Aim of the task ▸
How many lines below contain the string "CrossAnimation"? Reply with the figure and no further words.

[Dataset entries]

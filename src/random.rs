//! Random number source used by the decay animation

use rand::{Rng, RngCore};

/// Supplies uniformly distributed integers
pub trait RandomSource {
    /// Random value in the inclusive range `low..=high`
    ///
    /// `low` must not exceed `high`.
    fn random_range(&mut self, low: u32, high: u32) -> u32;
}

impl<R: RngCore> RandomSource for R {
    fn random_range(&mut self, low: u32, high: u32) -> u32 {
        if low >= high {
            return low;
        }
        self.gen_range(low..=high)
    }
}
mod tests {
    use embedded_hal::digital::{Error, ErrorKind, ErrorType, InputPin};
    use rand::{SeedableRng, rngs::SmallRng};
    use ramp_light_composer::color::{BLACK, Rgb};
    use ramp_light_composer::{
        AnimationId, ConfigError, Duration, FrameScheduler, Instant, OutputDriver, RampConfig,
        SmartLedsOutput,
    };
    use smart_leds::SmartLedsWrite;

    #[derive(Debug)]
    struct PinFault;

    impl Error for PinFault {
        fn kind(&self) -> ErrorKind {
            ErrorKind::Other
        }
    }

    /// Digital input controlled by the test
    #[derive(Default)]
    struct MockPin {
        high: bool,
        failing: bool,
    }

    impl ErrorType for MockPin {
        type Error = PinFault;
    }

    impl InputPin for MockPin {
        fn is_high(&mut self) -> Result<bool, Self::Error> {
            if self.failing {
                return Err(PinFault);
            }
            Ok(self.high)
        }

        fn is_low(&mut self) -> Result<bool, Self::Error> {
            self.is_high().map(|high| !high)
        }
    }

    #[derive(Default)]
    struct RecordingOutput {
        frames: Vec<Vec<Rgb>>,
    }

    impl OutputDriver for RecordingOutput {
        fn write(&mut self, colors: &[Rgb]) {
            self.frames.push(colors.to_vec());
        }
    }

    type TestScheduler = FrameScheduler<RecordingOutput, MockPin, SmallRng, 40>;

    fn config() -> RampConfig {
        RampConfig {
            strip_len: 10,
            ..RampConfig::DEFAULT
        }
    }

    /// Default config treats a low pin as an obstructed ramp
    fn scheduler(high: bool) -> TestScheduler {
        let pin = MockPin {
            high,
            failing: false,
        };
        match FrameScheduler::new(
            &config(),
            RecordingOutput::default(),
            pin,
            SmallRng::seed_from_u64(42),
        ) {
            Ok(scheduler) => scheduler,
            Err(err) => panic!("config rejected: {err}"),
        }
    }

    #[test]
    fn test_rejects_layout_larger_than_buffer() {
        let result: Result<TestScheduler, _> = FrameScheduler::new(
            &RampConfig::DEFAULT,
            RecordingOutput::default(),
            MockPin::default(),
            SmallRng::seed_from_u64(1),
        );
        assert!(matches!(
            result,
            Err(ConfigError::StripTooLong {
                requested: 60,
                capacity: 40
            })
        ));
    }

    #[test]
    fn test_initial_animation_follows_sensor() {
        assert_eq!(scheduler(true).renderer().animation_id(), AnimationId::Chase);
        assert_eq!(scheduler(false).renderer().animation_id(), AnimationId::Glow);
    }

    #[test]
    fn test_failed_first_read_starts_idle() {
        let pin = MockPin {
            high: true,
            failing: true,
        };
        let result: Result<TestScheduler, _> = FrameScheduler::new(
            &config(),
            RecordingOutput::default(),
            pin,
            SmallRng::seed_from_u64(1),
        );
        let Ok(scheduler) = result else {
            panic!("config rejected");
        };
        assert_eq!(scheduler.renderer().animation_id(), AnimationId::Idle);
    }

    #[test]
    fn test_first_tick_flushes_without_rendering() {
        let mut scheduler = scheduler(true);
        let result = scheduler.tick(Instant::from_millis(0));

        assert!(!result.rendered);
        assert!(result.flushed);
        assert_eq!(result.switched, None);
        assert_eq!(result.sleep_duration, Duration::from_millis(40));
        assert_eq!(scheduler.output().frames, [vec![BLACK; 20]]);
    }

    #[test]
    fn test_flushes_only_rendered_frames() {
        let mut scheduler = scheduler(true);
        scheduler.tick(Instant::from_millis(0));

        let result = scheduler.tick(Instant::from_millis(20));
        assert!(!result.rendered);
        assert!(!result.flushed);
        assert_eq!(result.sleep_duration, Duration::from_millis(20));

        let result = scheduler.tick(Instant::from_millis(40));
        assert!(result.rendered);
        assert!(result.flushed);
        assert_eq!(scheduler.output().frames.len(), 2);
    }

    #[test]
    fn test_sensor_change_switches_after_cooldown() {
        let mut scheduler = scheduler(true);
        scheduler.tick(Instant::from_millis(0));
        scheduler.sensor_mut().pin_mut().high = false;

        let mut switches = Vec::new();
        for t in (10..=1000).step_by(10) {
            let result = scheduler.tick(Instant::from_millis(t));
            if let Some(animation) = result.switched {
                switches.push((t, animation));
                assert_eq!(result.sleep_duration, Duration::from_millis(0));
                assert_eq!(scheduler.renderer().frame(), &[BLACK; 20]);
            }
        }

        assert_eq!(switches, [(610, AnimationId::Glow)]);
        assert_eq!(scheduler.renderer().animation_id(), AnimationId::Glow);
        assert_eq!(scheduler.selector().current(), AnimationId::Glow);
    }

    #[test]
    fn test_read_failure_keeps_animation() {
        let mut scheduler = scheduler(true);
        scheduler.tick(Instant::from_millis(0));
        {
            let pin = scheduler.sensor_mut().pin_mut();
            pin.high = false;
            pin.failing = true;
        }

        for t in (10..=2000).step_by(10) {
            let result = scheduler.tick(Instant::from_millis(t));
            assert_eq!(result.switched, None);
        }
        assert_eq!(scheduler.renderer().animation_id(), AnimationId::Chase);
        assert_eq!(scheduler.selector().flips(), 0);
    }

    #[derive(Default)]
    struct FakeStrip {
        written: Vec<Rgb>,
        writes: usize,
    }

    impl SmartLedsWrite for FakeStrip {
        type Error = ();
        type Color = Rgb;

        fn write<T, I>(&mut self, iterator: T) -> Result<(), Self::Error>
        where
            T: IntoIterator<Item = I>,
            I: Into<Self::Color>,
        {
            self.writes += 1;
            self.written = iterator.into_iter().map(Into::into).collect();
            Ok(())
        }
    }

    #[test]
    fn test_smart_leds_output_forwards_frames() {
        let colors = [Rgb { r: 1, g: 2, b: 3 }, BLACK];
        let mut output = SmartLedsOutput::new(FakeStrip::default());
        output.write(&colors);
        output.write(&colors);

        let strip = output.into_inner();
        assert_eq!(strip.writes, 2);
        assert_eq!(strip.written, colors);
    }

    #[test]
    fn test_scheduler_drives_smart_leds_writer() {
        let result: Result<FrameScheduler<_, MockPin, SmallRng, 40>, _> = FrameScheduler::new(
            &config(),
            SmartLedsOutput::new(FakeStrip::default()),
            MockPin::default(),
            SmallRng::seed_from_u64(9),
        );
        let Ok(mut scheduler) = result else {
            panic!("config rejected");
        };

        // Low pin reads as obstructed, so the ramp glows
        for t in (0..=100).step_by(25) {
            scheduler.tick(Instant::from_millis(t));
        }
        assert_eq!(scheduler.output().writer().writes, 5);
        assert_eq!(scheduler.output().writer().written.len(), 20);
    }
}
mod tests {
    use ramp_light_composer::color::{BLACK, Rgb};
    use ramp_light_composer::{Frame, RampLayout, Strip};

    const RED: Rgb = Rgb { r: 255, g: 0, b: 0 };
    const BLUE: Rgb = Rgb { r: 0, g: 0, b: 255 };

    fn marker(v: u8) -> Rgb {
        Rgb { r: v, g: 0, b: 0 }
    }

    #[test]
    fn test_layout_ranges() {
        let layout = RampLayout::new(4);
        assert_eq!(layout.count(), 8);
        assert_eq!(layout.range(Strip::Left), 0..4);
        assert_eq!(layout.range(Strip::Right), 4..8);
    }

    #[test]
    fn test_layout_right_strip_is_mirrored() {
        let layout = RampLayout::new(4);
        assert_eq!(layout.index_of(Strip::Left, 0), Some(0));
        assert_eq!(layout.index_of(Strip::Left, 3), Some(3));
        assert_eq!(layout.index_of(Strip::Right, 0), Some(7));
        assert_eq!(layout.index_of(Strip::Right, 3), Some(4));
        assert_eq!(layout.index_of(Strip::Right, 4), None);
    }

    #[test]
    fn test_set_at_uses_strip_positions() {
        let layout = RampLayout::new(3);
        let mut leds = [BLACK; 6];
        let mut frame = Frame::new(&mut leds, layout);
        frame.set_at(Strip::Left, 0, RED);
        frame.set_at(Strip::Right, 0, BLUE);
        assert_eq!(frame.get_at(Strip::Right, 0), BLUE);
        assert_eq!(leds, [RED, BLACK, BLACK, BLACK, BLACK, BLUE]);
    }

    #[test]
    fn test_shift_toward_top_left() {
        let layout = RampLayout::new(3);
        let mut leds = [marker(1), marker(2), marker(3), BLACK, BLACK, BLACK];
        let mut frame = Frame::new(&mut leds, layout);
        frame.shift_toward_top(Strip::Left);
        assert_eq!(frame.get_at(Strip::Left, 1), marker(1));
        assert_eq!(frame.get_at(Strip::Left, 2), marker(2));
        // Entry keeps its color until a new one is injected
        assert_eq!(frame.get_at(Strip::Left, 0), marker(1));
        // Right strip untouched
        assert_eq!(&frame.as_slice()[3..], &[BLACK; 3]);
    }

    #[test]
    fn test_shift_toward_top_right() {
        let layout = RampLayout::new(3);
        // Right strip buffer order: top .. entry
        let mut leds = [BLACK, BLACK, BLACK, marker(3), marker(2), marker(1)];
        let mut frame = Frame::new(&mut leds, layout);
        frame.shift_toward_top(Strip::Right);
        assert_eq!(frame.get_at(Strip::Right, 0), marker(1));
        assert_eq!(frame.get_at(Strip::Right, 1), marker(1));
        assert_eq!(frame.get_at(Strip::Right, 2), marker(2));
        assert_eq!(&frame.as_slice()[..3], &[BLACK; 3]);
    }

    #[test]
    fn test_fill_strip_and_clear() {
        let layout = RampLayout::new(2);
        let mut leds = [BLACK; 4];
        let mut frame = Frame::new(&mut leds, layout);
        frame.fill_strip(Strip::Right, BLUE);
        assert_eq!(frame.as_slice(), &[BLACK, BLACK, BLUE, BLUE]);
        frame.fill(RED);
        assert_eq!(frame.as_slice(), &[RED; 4]);
        frame.clear();
        assert_eq!(frame.as_slice(), &[BLACK; 4]);
    }

    #[test]
    fn test_get_out_of_range_is_black() {
        let layout = RampLayout::new(2);
        let mut leds = [RED; 4];
        let frame = Frame::new(&mut leds, layout);
        assert_eq!(frame.get(10), BLACK);
        assert_eq!(frame.get_at(Strip::Left, 5), BLACK);
    }
}
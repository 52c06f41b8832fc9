use embassy_time::Duration;

use super::{Animation, PingPong, RenderContext};
use crate::{bounds::Strip, frame::Frame, random::RandomSource};

const FRAME_DELAY_MS: u64 = 25;

/// Opposite-phase cross fade
///
/// Uses the glow sweep, but the right strip reads the mirrored sequence
/// index so one side brightens while the other dims.
#[derive(Debug, Clone)]
pub struct CrossAnimation {
    cursor: PingPong,
}

impl CrossAnimation {
    pub const fn init(sequence_len: usize) -> Self {
        Self {
            cursor: PingPong::new(sequence_len),
        }
    }

    pub const fn cursor(&self) -> &PingPong {
        &self.cursor
    }
}

impl Animation for CrossAnimation {
    const FRAME_DELAY: Duration = Duration::from_millis(FRAME_DELAY_MS);

    fn render<R: RandomSource>(&mut self, frame: &mut Frame<'_>, ctx: &mut RenderContext<'_, R>) {
        let position = self.cursor.position();
        frame.fill_strip(Strip::Left, ctx.sequence.get(position));
        frame.fill_strip(Strip::Right, ctx.sequence.mirrored(position));
        self.cursor.advance();
    }
}
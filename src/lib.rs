#![no_std]

pub mod animation;
pub mod bounds;
pub mod color;
pub mod config;
pub mod frame;
pub mod frame_scheduler;
pub mod mode_selector;
pub mod output;
pub mod random;
pub mod renderer;
pub mod sensor;

pub use animation::{Animation, AnimationId, AnimationSlot};
pub use bounds::{RampLayout, Strip};
pub use config::{ConfigError, RampConfig};
pub use frame::Frame;
pub use frame_scheduler::{FrameResult, FrameScheduler};
pub use mode_selector::{DebounceConfig, InstabilityPolicy, ModeSelector};
pub use output::{OutputDriver, SmartLedsOutput};
pub use random::RandomSource;
pub use renderer::Renderer;
pub use sensor::{FlailSensor, PinLevel, SensorConfig, SensorState};

pub use color::{ColorSequence, EMBER_SEQUENCE, Rgb};
pub use embassy_time::{Duration, Instant};
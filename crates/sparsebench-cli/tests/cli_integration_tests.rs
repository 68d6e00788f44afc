// Dweve Sparsebench - SpMV Benchmark Analytics
//
// Copyright (c) 2025 Dweve IP B.V. and individual contributors.
//
// SPDX-License-Identifier: Apache-2.0
//
// Licensed under the Apache License, Version 2.0 (the "License");
// you may not use this file except in compliance with the License.
// You may obtain a copy of the License in the LICENSE file at the
// root of this repository or at: http://www.apache.org/licenses/LICENSE-2.0
//
// Unless required by applicable law or agreed to in writing, software
// distributed under the License is distributed on an "AS IS" BASIS,
// WITHOUT WARRANTIES OR CONDITIONS OF ANY KIND, either express or implied.
// See the License for the specific language governing permissions and
// limitations under the License.

//! End-to-end tests for the sparsebench binary.

use assert_cmd::Command;
use predicates::prelude::*;
use std::fs;
use tempfile::{tempdir, TempDir};

/// Test helper to create a sparsebench command
fn sparsebench_cmd() -> Command {
    Command::cargo_bin("sparsebench").expect("Failed to find sparsebench binary")
}

/// Create a temporary directory with the three kernel sample files
fn create_sample_files() -> TempDir {
    let dir = tempdir().expect("Failed to create temp dir");
    fs::write(dir.path().join("COO_exec_times.txt"), "1.0\n2.0\n3.0\n").unwrap();
    fs::write(dir.path().join("CSR_exec_times.txt"), "0.5\n\n1.5\n2.5\n").unwrap();
    fs::write(
        dir.path().join("Parallel_CSR_exec_times.txt"),
        "0.25\n0.75\n1.25\n",
    )
    .unwrap();
    dir
}

#[test]
fn test_compare_writes_artifact_and_prints_averages() {
    let dir = create_sample_files();
    let output = dir.path().join("comparison.svg");

    sparsebench_cmd()
        .args(["compare", "--dir"])
        .arg(dir.path())
        .arg("--output")
        .arg(&output)
        .assert()
        .success()
        .stdout(predicate::str::contains("COO average: 2.00000000 ms"))
        .stdout(predicate::str::contains("CSR average: 1.50000000 ms"));

    let svg = fs::read_to_string(&output).unwrap();
    assert!(svg.contains("COO times"));
    assert!(svg.contains("CSR times"));
    assert!(svg.contains("Parallel CSR times"));
}

#[test]
fn test_compare_kernel_selection_skips_unselected_files() {
    let dir = tempdir().unwrap();
    // Only the COO file exists; selecting just COO must succeed.
    fs::write(dir.path().join("COO_exec_times.txt"), "1.0\n2.0\n").unwrap();
    let output = dir.path().join("coo.svg");

    sparsebench_cmd()
        .args(["compare", "--kernels", "coo", "--dir"])
        .arg(dir.path())
        .arg("--output")
        .arg(&output)
        .assert()
        .success()
        .stdout(predicate::str::contains("COO average"));

    let svg = fs::read_to_string(&output).unwrap();
    assert!(!svg.contains("CSR times"));
}

#[test]
fn test_compare_missing_file_fails_with_path() {
    let dir = tempdir().unwrap();

    sparsebench_cmd()
        .args(["compare", "--dir"])
        .arg(dir.path())
        .assert()
        .failure()
        .stderr(predicate::str::contains("COO_exec_times.txt"));
}

#[test]
fn test_compare_malformed_sample_fails_with_line() {
    let dir = create_sample_files();
    fs::write(dir.path().join("CSR_exec_times.txt"), "1.0\nabc\n3.0\n").unwrap();

    sparsebench_cmd()
        .args(["compare", "--dir"])
        .arg(dir.path())
        .assert()
        .failure()
        .stderr(predicate::str::contains("line 2"))
        .stderr(predicate::str::contains("abc"));
}

#[test]
fn test_compare_empty_sample_file_fails() {
    let dir = create_sample_files();
    fs::write(dir.path().join("COO_exec_times.txt"), "\n\n").unwrap();

    sparsebench_cmd()
        .args(["compare", "--kernels", "coo", "--dir"])
        .arg(dir.path())
        .assert()
        .failure()
        .stderr(predicate::str::contains("empty"));
}

#[test]
fn test_compare_invalid_percentile_fails() {
    let dir = create_sample_files();

    sparsebench_cmd()
        .args(["compare", "--percentile", "150", "--dir"])
        .arg(dir.path())
        .assert()
        .failure()
        .stderr(predicate::str::contains("0..=100"));
}

#[test]
fn test_compare_show_prints_summary_table() {
    let dir = create_sample_files();
    let output = dir.path().join("comparison.svg");

    sparsebench_cmd()
        .args(["compare", "--show", "--percentile", "90", "--dir"])
        .arg(dir.path())
        .arg("--output")
        .arg(&output)
        .assert()
        .success()
        .stdout(predicate::str::contains("Kernel Timing Summary"))
        .stdout(predicate::str::contains("p90 (ms)"));
}

#[test]
fn test_strong_scaling_writes_dashboard() {
    let dir = tempdir().unwrap();
    let output = dir.path().join("strong.svg");

    sparsebench_cmd()
        .args(["strong-scaling", "cage14", "--output"])
        .arg(&output)
        .assert()
        .success();

    let svg = fs::read_to_string(&output).unwrap();
    assert!(svg.contains("Ghost Points per Rank"));
    assert!(svg.contains("Efficiency (%)"));
    for p in [1, 2, 4, 8, 16, 32] {
        assert!(svg.contains(&format!("P={}", p)), "missing tick P={}", p);
    }
}

#[test]
fn test_strong_scaling_unknown_matrix_fails() {
    sparsebench_cmd()
        .args(["strong-scaling", "unknown_matrix"])
        .assert()
        .failure()
        .stderr(predicate::str::contains("unknown matrix 'unknown_matrix'"));
}

#[test]
fn test_weak_scaling_writes_dashboard() {
    let dir = tempdir().unwrap();
    let output = dir.path().join("weak.svg");

    sparsebench_cmd()
        .args(["weak-scaling", "--output"])
        .arg(&output)
        .assert()
        .success();

    let svg = fs::read_to_string(&output).unwrap();
    assert!(svg.contains("Problem Size Scaling"));
    assert!(svg.contains("P=16"));
    assert!(!svg.contains("P=32"));
}

#[test]
fn test_matrices_grid_with_console_tables() {
    let dir = tempdir().unwrap();
    let output = dir.path().join("all.svg");

    sparsebench_cmd()
        .args(["matrices", "--show", "--output"])
        .arg(&output)
        .assert()
        .success()
        .stdout(predicate::str::contains("1138_bus"))
        .stdout(predicate::str::contains("Queen_4147"));

    let svg = fs::read_to_string(&output).unwrap();
    assert!(svg.contains("Average Time (ms)"));
    assert!(svg.contains("Average Ghost Count"));
    assert!(svg.contains("nlpkkt160"));
}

Reply to the task ▸
3